É esse o país que todos esses homens desejam. Com mulheres caladinhas e subservientes. Cabe a todas nós levantar a mão. Repetir a estalada na cara deles. Uma e outra vez. Até perceberem que a nossa identidade, a nossa família e a nossa alma não é deles. É nossa! E eles não passarão!
25 de abril, sempre!
Fernando Diogo
Professor e Investigador
Não de uma forma dramática, mas não deixa de estar quando muito daquilo que é a informação que os jovens recebem sobre a sociedade e a política vem de fontes não credíveis, e não da comunicação social.
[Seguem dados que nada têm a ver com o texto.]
//! # Prior Predictive Checks for Sum-Coded Logistic Effects
//!
//! This crate simulates the effect sizes implied by Normal priors on the intercept and slope of a
//! Bernoulli-logistic model with a sum-coded (`+0.5` / `-0.5`) binary predictor, before any data
//! is observed.
//!
//! ## Features
//!
//! - **Effect simulation:**
//!   - [`EffectSimulator`] draws `alpha ~ N(mu, sd_a)` and `beta ~ N(0, sd_b)` and returns
//!     `sigmoid(alpha + beta/2) - sigmoid(alpha - beta/2)` for each draw.
//!   - [`GroupEffectSimulator`] adds a by-group slope deviation under a half-normal prior on its
//!     scale, mirroring the random-slope terms of a hierarchical model.
//!
//! - **Grid sweeps:**
//!   - [`sweep::Sweep`] runs one simulation per cell of the cross product of candidate slope and
//!     group-level SDs and labels each distribution by the cell that generated it.
//!   - Cells can be run in parallel under the `rayon` feature flag (on by default).
//!
//! ## Reproducibility
//!
//! Every simulator takes the random source explicitly. Seeding the generator pins the output;
//! the parallel deterministic variants derive one generator per chunk from a single draw of the
//! caller's generator.
//!
//! ## Usage Example
//!
//! ```rust
//! # use rand::SeedableRng;
//! # use rand::rngs::StdRng;
//! use logit_prior_check::{PriorConfig, simulate_effects};
//! let prior = PriorConfig::reference(1.5).unwrap();
//! let effects = simulate_effects(&mut StdRng::seed_from_u64(0), 10_000, &prior).unwrap();
//! assert_eq!(effects.len(), 10_000);
//! ```
//!
//! For grid sweeps over candidate priors, see the [`sweep`] module.
//! The `demos` directory in the repository also contains a runnable sweep.
//! ## License
//! This crate is dual-licensed under the MIT OR Apache-2.0 licenses.
//! See [LICENSE-MIT](LICENSE-MIT) and [LICENSE-APACHE](LICENSE-APACHE) for details.

use link::sum_coded_effect;
use rand::Rng;
use rng::RngDraw;
use statrs::distribution::Normal;

#[cfg(feature = "rayon")]
use rand::{SeedableRng, thread_rng};
#[cfg(feature = "rayon")]
use rayon::prelude::*;

pub use distribution::{EffectDistribution, EffectSummary};
pub use error::{Error, Result};
pub use group::GroupEffectSimulator;
pub use prior::{
    GroupPriorConfig, PriorConfig, REFERENCE_INTERCEPT_MEAN, REFERENCE_INTERCEPT_SD,
};

/// Draws per independently seeded chunk in the deterministic parallel path.
const PAR_CHUNK: usize = 256;

/// Common interface of the effect simulators.
///
/// Implementors only fill a buffer; allocation, validation of the draw count and the
/// chunk-seeded parallel scheme are shared.
pub trait EffectDraw: Sync {
    /// Draw a single simulated effect.
    fn draw<R: Rng + ?Sized>(&self, rng: &mut R) -> f64;

    /// Fill `out` with simulated effects.
    fn fill<R: Rng + ?Sized>(&self, rng: &mut R, out: &mut [f64]) {
        for slot in out.iter_mut() {
            *slot = self.draw(rng);
        }
    }

    /// Draw `n` simulated effects.
    ///
    /// # Errors
    /// [`Error::InvalidArgument`] if `n` is zero.
    fn draw_vec<R: Rng + ?Sized>(&self, rng: &mut R, n: usize) -> Result<EffectDistribution> {
        check_draws(n)?;
        let mut effects = vec![0.0; n];
        self.fill(rng, &mut effects);
        Ok(EffectDistribution::from_vec(effects))
    }

    /// Draw `n` simulated effects in parallel.
    ///
    /// One seed is drawn from `rng`; chunk `i` then runs on its own generator seeded with
    /// `seed + i`. The output is a pure function of the state of `rng`, independent of the
    /// number of threads, but it is a different stream from [`EffectDraw::draw_vec`].
    ///
    /// # Errors
    /// [`Error::InvalidArgument`] if `n` is zero.
    #[cfg(feature = "rayon")]
    fn draw_vec_par_deterministic<R: SeedableRng + Rng>(
        &self,
        rng: &mut R,
        n: usize,
    ) -> Result<EffectDistribution> {
        check_draws(n)?;
        let seed = rng.next_u64();
        let mut effects = vec![0.0; n];
        effects
            .par_chunks_mut(PAR_CHUNK)
            .enumerate()
            .for_each(|(i, chunk)| {
                let mut rng = R::seed_from_u64(seed.wrapping_add(i as u64));
                self.fill(&mut rng, chunk);
            });
        Ok(EffectDistribution::from_vec(effects))
    }

    /// Draw `n` simulated effects in parallel from thread-local generators. Not reproducible.
    ///
    /// # Errors
    /// [`Error::InvalidArgument`] if `n` is zero.
    #[cfg(feature = "rayon")]
    fn draw_vec_par(&self, n: usize) -> Result<EffectDistribution> {
        check_draws(n)?;
        let mut effects = vec![0.0; n];
        effects
            .par_iter_mut()
            .for_each_init(thread_rng, |rng, slot| *slot = self.draw(rng));
        Ok(EffectDistribution::from_vec(effects))
    }
}

/// Simulator for the effect of a sum-coded predictor under Normal intercept and slope priors.
///
/// # Example
/// ```rust
/// # use rand::SeedableRng;
/// # use rand_chacha::ChaCha8Rng;
/// use logit_prior_check::{EffectDraw, EffectSimulator, PriorConfig};
/// let sim = EffectSimulator::new(PriorConfig::reference(2.0).unwrap()).unwrap();
/// let effects = sim.draw_vec(&mut ChaCha8Rng::seed_from_u64(7), 1_000).unwrap();
/// assert!(effects.iter().all(|e| e.abs() < 1.0));
/// ```
#[derive(Debug, Clone)]
pub struct EffectSimulator {
    prior: PriorConfig,
    /// `None` when the intercept SD is zero.
    intercept: Option<Normal>,
    slope: Normal,
    std_norm: Normal,
}

impl EffectSimulator {
    /// Create a simulator for the given prior.
    ///
    /// # Errors
    /// Propagates statrs failures building the Normal distributions; a validated
    /// [`PriorConfig`] never triggers them.
    pub fn new(prior: PriorConfig) -> Result<Self> {
        let intercept = if prior.intercept_sd() > 0.0 {
            Some(Normal::new(prior.intercept_mean(), prior.intercept_sd())?)
        } else {
            None
        };
        Ok(Self {
            prior,
            intercept,
            slope: Normal::new(0.0, prior.slope_sd())?,
            std_norm: Normal::standard(),
        })
    }

    pub fn prior(&self) -> &PriorConfig {
        &self.prior
    }
}

impl EffectDraw for EffectSimulator {
    /// Draw one intercept and one slope and return the induced effect.
    #[inline]
    fn draw<R: Rng + ?Sized>(&self, rng: &mut R) -> f64 {
        let alpha = self.sample_intercept(rng);
        let beta = self.sample_slope(rng);
        sum_coded_effect(alpha, beta)
    }

    /// Draws all intercepts first, then all slopes, pairing them by index.
    ///
    /// The buffer holds the intercepts until each is replaced by its effect, so nothing beyond
    /// `out` is allocated.
    fn fill<R: Rng + ?Sized>(&self, rng: &mut R, out: &mut [f64]) {
        for slot in out.iter_mut() {
            *slot = self.sample_intercept(rng);
        }
        for slot in out.iter_mut() {
            let beta = self.sample_slope(rng);
            *slot = sum_coded_effect(*slot, beta);
        }
    }
}

/// Simulate `n` effects of a sum-coded predictor under `prior`.
///
/// Shorthand for building an [`EffectSimulator`] and calling [`EffectDraw::draw_vec`].
///
/// # Errors
/// [`Error::InvalidArgument`] if `n` is zero.
pub fn simulate_effects<R: Rng + ?Sized>(
    rng: &mut R,
    n: usize,
    prior: &PriorConfig,
) -> Result<EffectDistribution> {
    EffectSimulator::new(*prior)?.draw_vec(rng, n)
}

/// Simulate `n` effects for a new group under a prior with a group-level slope deviation.
///
/// # Errors
/// [`Error::InvalidArgument`] if `n` is zero.
pub fn simulate_group_effects<R: Rng + ?Sized>(
    rng: &mut R,
    n: usize,
    prior: &GroupPriorConfig,
) -> Result<EffectDistribution> {
    GroupEffectSimulator::new(*prior)?.draw_vec(rng, n)
}

fn check_draws(n: usize) -> Result<()> {
    if n == 0 {
        Err(Error::invalid("number of draws must be positive"))
    } else {
        Ok(())
    }
}

mod distribution;
mod error;
mod group;
pub mod link;
mod prior;
pub(crate) mod rng;
pub mod sweep;

#[cfg(test)]
mod tests {
    use super::*;
    use rand::SeedableRng;
    use rand::rngs::StdRng;
    use rand_chacha::ChaCha8Rng;

    fn prior(sd_a: f64, sd_b: f64) -> PriorConfig {
        PriorConfig::new(0.0, sd_a, sd_b).unwrap()
    }

    /// Sample variance of one run
    fn variance(effects: &EffectDistribution) -> f64 {
        let n = effects.len() as f64;
        let mean = effects.iter().sum::<f64>() / n;
        effects.iter().map(|e| (e - mean).powi(2)).sum::<f64>() / (n - 1.0)
    }

    #[test]
    fn returns_n_effects_inside_unit_interval() {
        let mut rng = StdRng::seed_from_u64(3);
        for &sd_b in &[0.1, 1.0, 1.5, 2.0, 5.0] {
            let effects = simulate_effects(&mut rng, 10_000, &prior(1.5, sd_b)).unwrap();
            assert_eq!(effects.len(), 10_000);
            assert!(effects.iter().all(|e| *e > -1.0 && *e < 1.0));
        }
    }

    #[test]
    fn wide_slope_prior_stays_strictly_inside_unit_interval() {
        for &sd_b in &[20.0, 100.0, 1_000.0] {
            let p = prior(1.5, sd_b);
            let effects = simulate_effects(&mut ChaCha8Rng::seed_from_u64(1), 10_000, &p).unwrap();
            let outside = effects.iter().filter(|e| e.abs() >= 1.0).count();
            assert_eq!(outside, 0, "slope_sd={sd_b}: {outside} effects with |e| >= 1");
        }
    }

    #[test]
    fn zero_draws_is_invalid() {
        let mut rng = StdRng::seed_from_u64(0);
        let err = simulate_effects(&mut rng, 0, &prior(1.5, 1.0)).unwrap_err();
        assert!(err.is_invalid_argument());
    }

    #[test]
    fn identical_seeds_reproduce_output() {
        let p = prior(1.5, 1.0);
        let a = simulate_effects(&mut ChaCha8Rng::seed_from_u64(11), 500, &p).unwrap();
        let b = simulate_effects(&mut ChaCha8Rng::seed_from_u64(11), 500, &p).unwrap();
        let c = simulate_effects(&mut ChaCha8Rng::seed_from_u64(12), 500, &p).unwrap();
        assert_eq!(a, b);
        assert_ne!(a, c);
    }

    #[test]
    fn fixed_intercept_tiny_slope_is_near_zero() {
        let mut rng = ChaCha8Rng::seed_from_u64(5);
        let effects = simulate_effects(&mut rng, 5, &prior(0.0, 1e-4)).unwrap();
        assert_eq!(effects.len(), 5);
        for e in &effects {
            assert!(e.abs() < 1e-3, "effect {e} not near zero");
        }
    }

    #[test]
    fn effects_shrink_with_slope_sd() {
        let mut rng = ChaCha8Rng::seed_from_u64(9);
        let wide = simulate_effects(&mut rng, 2_000, &prior(1.5, 1.0)).unwrap();
        let narrow = simulate_effects(&mut rng, 2_000, &prior(1.5, 1e-6)).unwrap();
        let max_narrow = narrow.iter().fold(0.0f64, |m, e| m.max(e.abs()));
        assert!(max_narrow < 1e-5, "max |effect| = {max_narrow}");
        assert!(variance(&wide) > 1e3 * variance(&narrow));
    }

    #[test]
    fn variance_increases_with_slope_sd_across_seeds() {
        let sds = [0.5, 1.0, 1.5, 2.0];
        let seeds = 0..8u64;
        let mean_var: Vec<f64> = sds
            .iter()
            .map(|&sd_b| {
                let p = prior(1.5, sd_b);
                seeds
                    .clone()
                    .map(|s| {
                        let effects =
                            simulate_effects(&mut StdRng::seed_from_u64(s), 4_000, &p).unwrap();
                        variance(&effects)
                    })
                    .sum::<f64>()
                    / 8.0
            })
            .collect();
        for w in mean_var.windows(2) {
            assert!(w[0] < w[1], "variances not increasing: {mean_var:?}");
        }
    }

    #[test]
    fn draw_vec_draws_intercepts_before_slopes() {
        use rand::distributions::Distribution;
        use statrs::distribution::Normal;

        let p = prior(1.5, 2.0);
        let effects = simulate_effects(&mut ChaCha8Rng::seed_from_u64(21), 4, &p).unwrap();

        let mut rng = ChaCha8Rng::seed_from_u64(21);
        let a = Normal::new(0.0, 1.5).unwrap();
        let b = Normal::new(0.0, 2.0).unwrap();
        let alphas: Vec<f64> = (0..4).map(|_| a.sample(&mut rng)).collect();
        let betas: Vec<f64> = (0..4).map(|_| b.sample(&mut rng)).collect();
        for i in 0..4 {
            assert_eq!(effects.as_slice()[i], sum_coded_effect(alphas[i], betas[i]));
        }
    }

    #[cfg(feature = "rayon")]
    #[test]
    fn par_deterministic_is_reproducible() {
        let sim = EffectSimulator::new(prior(1.5, 1.5)).unwrap();
        let a = sim
            .draw_vec_par_deterministic(&mut ChaCha8Rng::seed_from_u64(1), 5_000)
            .unwrap();
        let b = sim
            .draw_vec_par_deterministic(&mut ChaCha8Rng::seed_from_u64(1), 5_000)
            .unwrap();
        assert_eq!(a.len(), 5_000);
        assert_eq!(a, b);
    }

    #[cfg(feature = "rayon")]
    #[test]
    fn par_draws_stay_in_range() {
        let sim = EffectSimulator::new(prior(1.5, 2.0)).unwrap();
        let effects = sim.draw_vec_par(10_000).unwrap();
        assert_eq!(effects.len(), 10_000);
        assert!(effects.iter().all(|e| e.abs() < 1.0));
        assert!(sim.draw_vec_par(0).unwrap_err().is_invalid_argument());
    }
}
Isso preocupa-me muito porque tem um impacto enorme na classe profissional, na sua estabilidade, salário e naquilo que é a organização e saúde da democracia. Há diversos anos, a saúde da democracia está fragilizada pela forma como o jornalismo está a ser tratado e feito.
Gilberta Rocha
Professora e Investigadora
A liberdade de expressão está em causa em todo o lado e já não é de agora. Não a sinto propriamente na pele, porque não sou jornalista, mas sinto no tipo de notícias que se faz. Vê-se que as notícias por vezes não são totalmente verdadeiras, ou melhor, muitas vezes não vão aos assuntos que são essenciais debater.
Luisa Bairos
Documentalista de Televisão
Não em particular nos Açores. Isto é uma tendência que está em todo o mundo, e como em todo o mundo, quando há um ataque ao jornalismo, há a toda a sociedade, e, obviamente, à democracia e à liberdade de expressão. Portanto, nos Açores, quando se ataca essa fonte, está-se a atacar a democracia.
José Melo
Empresário
Se nos Açores, mesmo com pouco e fraco jornalismo que existe, está em causa, imagine-se como será, quanto mais precários forem os salários dos jornalistas e quanto mais pressão for exercida sobre eles. O jornalismo é o quarto poder. Este ataque à democracia, via jornalismo, não é de agora, agrava-se com esta situação. Basta estar atento para percebermos, quer em termos de jornalistas e de comentadores, que está tudo perfeitamente indexado a um determinado poder: o económico.
Nuno Martins Neves
Jornalista
Não considero que esteja em causa. Nunca me senti constrangido em noticiar seja o que for. Mas não podemos dizer que essa liberdade está totalmente garantida, quando há ilhas que não têm jornalistas, ou têm órgãos de comunicação com apenas um membro, que tem de fazer tudo. Em São Miguel, há concelhos em que muitas vezes se passam semanas até haver notícias deles. Obviamente que a liberdade de expressão e de informação também fica em risco porque essas pessoas não têm voz.
Júlio Tavares Oliveira
Escritor
O que é que o dia 25 de Abril de 1974 e o meu avô António Tavares têm em comum? Muito pouco, na verdade, quase nada. Na verdade, até ao 25 de Abril de 1974, nada havia de especial entre esses dois binómios – data e nome -, avô e tempo; espaço e lugar. O meu avô, em 1974, não estava em Lisboa, não era Capitão, nem derrubou – ou ajudou a derrubar o regime marcelista.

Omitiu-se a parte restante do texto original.